I. Excluded declaration

¶14 Peggy Black’s declaration explained the CARE assessment tool and DSHS’s justification for the shared living rule. Excluding this declaration limited the record to the agency rule making file and the records from the parties’ administrative proceedings. DSHS claims that the trial court abused its discretion by limiting the information it considered on review.

¶15 Under the Administrative Procedure Act, chapter 34.05 RCW, judicial review is limited to the agency record. RCW 34.05.558; Motley-Motley, Inc. v. Pollution Control Hearings Bd., 127 Wn. App. 62, 76, 110 P.3d 812 (2005) (citing Wash. Indep. Tel. Ass’n v. Wash. Utils. & Transp. Comm’n, 110 Wn. App. 498, 518, 41 P.3d 1212 (2002), aff’d, 149 Wn.2d 17, 65 P.3d 319 (2003)), review denied, 156 Wn.2d 1004 (2006). A court may consider additional evidence only to resolve certain legal issues, not one of which is raised here. RCW 34.05.562(1).
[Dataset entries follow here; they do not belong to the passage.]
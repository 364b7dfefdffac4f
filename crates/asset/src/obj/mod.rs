//! OBJ geometry file parser: attribute pools, named objects and their
//! faces, plus resolution of the material libraries the file references.

pub mod face;
pub mod tokenizer;

use std::path::{Path, PathBuf};
use std::thread;

use anyhow::{Context, Result};
use corelib::ParseResult;
use glam::{DVec2, DVec3, dvec2, dvec3};

use crate::mesh::MeshBuffers;
use crate::mtl::{MtlFile, MtlMaterial};
use crate::source::AssetSource;
pub use face::{Face, FaceVertex, Triangle};
use tokenizer::ObjToken;

/// One `o` block: a named object, its optional `usemtl` material name and
/// the faces declared while it was current.
#[derive(Clone, Debug, Default)]
pub struct ObjObject {
    pub name: String,
    pub material: Option<String>,
    pub faces: Vec<Face>,
}

impl ObjObject {
    fn new(name: impl Into<String>) -> Self {
        Self {
            name: name.into(),
            material: None,
            faces: Vec::new(),
        }
    }

    /// Flatten every triangle of every face into per-attribute arrays.
    pub fn buffers(&self) -> MeshBuffers {
        let mut buffers = MeshBuffers::default();
        for face in &self.faces {
            for tri in &face.triangles {
                buffers.positions.extend_from_slice(&tri.positions());
                buffers.uvs.extend_from_slice(&tri.tex_coords());
                buffers.normals.extend_from_slice(&tri.normals());
            }
        }
        buffers
    }
}

/// One object's parse output: flat buffers plus the material name its
/// `usemtl` directive asked for (resolved later, at model assembly).
#[derive(Clone, Debug)]
pub struct MeshRecord {
    pub name: String,
    pub material: Option<String>,
    pub buffers: MeshBuffers,
}

/// Everything a geometry file produces once its material libraries have
/// been resolved: per-object mesh records in encounter order, and the
/// parsed material files (kept whole so their texture queues can still be
/// drained in file order).
#[derive(Debug, Default)]
pub struct ObjScene {
    pub meshes: Vec<MeshRecord>,
    pub material_files: Vec<MtlFile>,
}

impl ObjScene {
    /// All parsed materials, in library-encounter then declaration order.
    pub fn materials(&self) -> impl Iterator<Item = &MtlMaterial> {
        self.material_files.iter().flat_map(|f| f.materials().iter())
    }
}

/// Parser state for one geometry file.
///
/// The line scan is synchronous and single-threaded; faces resolve against
/// the pools exactly as they stand when the face line is reached (OBJ files
/// only reference data declared earlier in the file).
#[derive(Debug, Default)]
pub struct ObjFile {
    positions: Vec<DVec3>,
    tex_coords: Vec<DVec2>,
    normals: Vec<DVec3>,
    objects: Vec<ObjObject>,
    current: Option<usize>,
    mtl_libs: Vec<PathBuf>,
    base_dir: PathBuf,
    smooth_shading: bool,
}

impl ObjFile {
    pub fn new(base_dir: impl Into<PathBuf>) -> Self {
        Self {
            base_dir: base_dir.into(),
            ..Self::default()
        }
    }

    /// Forward triangle normals get averaged per triangle when enabled.
    /// Off by default.
    pub fn set_smooth_shading(&mut self, enabled: bool) {
        self.smooth_shading = enabled;
    }

    /// Run the line scan over the whole file text. Fatal errors abort the
    /// scan; nothing parsed so far is usable afterwards.
    pub fn parse_lines(&mut self, text: &str) -> ParseResult<()> {
        for line in text.lines() {
            let tokens = tokenizer::tokenize(line)?;
            let Some(first) = tokens.first() else { continue };
            match first {
                ObjToken::Vertex => self.positions.push(dvec3(
                    number_at(&tokens, 1),
                    number_at(&tokens, 2),
                    number_at(&tokens, 3),
                )),
                ObjToken::Normal => self.normals.push(dvec3(
                    number_at(&tokens, 1),
                    number_at(&tokens, 2),
                    number_at(&tokens, 3),
                )),
                ObjToken::TexCoord => self
                    .tex_coords
                    .push(dvec2(number_at(&tokens, 1), number_at(&tokens, 2))),
                ObjToken::Face => {
                    let refs: Vec<&str> = tokens
                        .iter()
                        .filter_map(|t| match t {
                            ObjToken::FaceRef(chunk) => Some(chunk.as_str()),
                            _ => None,
                        })
                        .collect();
                    let face = Face::parse(
                        &refs,
                        &self.positions,
                        &self.tex_coords,
                        &self.normals,
                        line,
                        self.smooth_shading,
                    )?;
                    match self.current {
                        Some(idx) => self.objects[idx].faces.push(face),
                        // No `o` directive yet: there is nothing to attach
                        // the face to.
                        None => log::warn!("Dropping face declared before any object: {line}"),
                    }
                }
                ObjToken::Object => {
                    if let Some(ObjToken::Text(name)) = tokens.get(1) {
                        self.current = Some(self.select_or_replace(name));
                    }
                }
                ObjToken::MtlLib => {
                    if let Some(ObjToken::Text(file)) = tokens.get(1) {
                        self.mtl_libs.push(self.base_dir.join(file));
                    }
                }
                ObjToken::UseMtl => {
                    if let (Some(idx), Some(ObjToken::Text(name))) = (self.current, tokens.get(1)) {
                        self.objects[idx].material = Some(name.clone());
                    }
                }
                ObjToken::Number(_) | ObjToken::FaceRef(_) | ObjToken::Text(_) => {}
            }
        }
        Ok(())
    }

    /// Fetch and parse every referenced material library. Fetches fan out
    /// across scoped threads (each library gets an independent parser over
    /// independent state) and all must finish before the results merge, in
    /// encounter order.
    pub fn resolve_materials<S: AssetSource + ?Sized>(&self, source: &S) -> Result<Vec<MtlFile>> {
        thread::scope(|scope| {
            let handles: Vec<_> = self
                .mtl_libs
                .iter()
                .map(|path| {
                    let base_dir = &self.base_dir;
                    scope.spawn(move || -> Result<MtlFile> {
                        let text = source.fetch_text(path).with_context(|| {
                            format!("Failed to fetch material library {}", path.display())
                        })?;
                        let mut mtl = MtlFile::new(base_dir);
                        mtl.parse_lines(&text).with_context(|| {
                            format!("Failed to parse material library {}", path.display())
                        })?;
                        Ok(mtl)
                    })
                })
                .collect();
            handles
                .into_iter()
                .map(|handle| handle.join().expect("material library thread panicked"))
                .collect()
        })
    }

    /// Flatten every object into its mesh record, in encounter order.
    pub fn assemble(&self) -> Vec<MeshRecord> {
        self.objects
            .iter()
            .map(|obj| MeshRecord {
                name: obj.name.clone(),
                material: obj.material.clone(),
                buffers: obj.buffers(),
            })
            .collect()
    }

    /// Resolve material libraries and assemble mesh records in one go.
    pub fn into_scene<S: AssetSource + ?Sized>(self, source: &S) -> Result<ObjScene> {
        let material_files = self.resolve_materials(source)?;
        log::debug!(
            "Assembled {} object(s) from {} material file(s)",
            self.objects.len(),
            material_files.len()
        );
        Ok(ObjScene {
            meshes: self.assemble(),
            material_files,
        })
    }

    pub fn positions(&self) -> &[DVec3] {
        &self.positions
    }

    pub fn tex_coords(&self) -> &[DVec2] {
        &self.tex_coords
    }

    pub fn normals(&self) -> &[DVec3] {
        &self.normals
    }

    pub fn objects(&self) -> &[ObjObject] {
        &self.objects
    }

    pub fn material_libraries(&self) -> &[PathBuf] {
        &self.mtl_libs
    }

    pub fn base_dir(&self) -> &Path {
        &self.base_dir
    }

    /// An `o` directive reusing a name replaces that object, keeping its
    /// position in the enumeration order.
    fn select_or_replace(&mut self, name: &str) -> usize {
        match self.objects.iter().position(|o| o.name == name) {
            Some(idx) => {
                self.objects[idx] = ObjObject::new(name);
                idx
            }
            None => {
                self.objects.push(ObjObject::new(name));
                self.objects.len() - 1
            }
        }
    }
}

fn number_at(tokens: &[ObjToken], index: usize) -> f64 {
    match tokens.get(index) {
        Some(ObjToken::Number(value)) => *value,
        _ => 0.0,
    }
}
¶16 The trial court has the discretion to limit its review to the administrative record before it. Wash. Indep. Tel., 110 Wn. App. at 518. A trial court abuses its discretion when its decision is manifestly unreasonable, is exercised on untenable grounds, or is based on untenable reasons. In re Pers. Restraint of Davis, 152 Wn.2d 647, 691, 101 P.3d 1 (2004).

¶17 In this case, the court struck Black’s declaration but ordered that the rule making file, in its entirety, be admitted into the record. The rule making file is required to have all the information the agency gathered in formulating and adopting the rule. RCW 34.05.370; Wash. Indep. Tel. Ass’n v. Wash. Utils. & Transp. Comm’n, 148 Wn.2d 887, 906, 64 P.3d 606 (2003). The trial court had no obligation to supplement the administrative record. Because the trial court could presume that it had all relevant information in the record already through the rule making file, we hold that the trial court did not abuse its discretion by striking Black’s declaration.

II. The Medicaid program

¶18 Medicaid is a program that provides medical assistance to financially needy individuals. Rodriguez v. City of N.Y., 197 F.3d 611, 613 (2d Cir. 1999), cert. denied, 531 U.S. 864 (2000). Federal and state governments fund and run it jointly, with the federal government reimbursing the state for a portion of the state’s expenditures. Rodriguez, 197 F.3d at 613; Skandalis v. Rowe, 14 F.3d 173, 174-75 (2d Cir. 1994). State participation in the program is optional. If a state chooses to participate, it must formulate a plan (state plan) that includes certain federally mandated forms of medical assistance, including nursing home care. 42 U.S.C. §§ 1396a(a)(10)(A), 1396d(a)(4); Rodriguez, 197 F.3d at 613.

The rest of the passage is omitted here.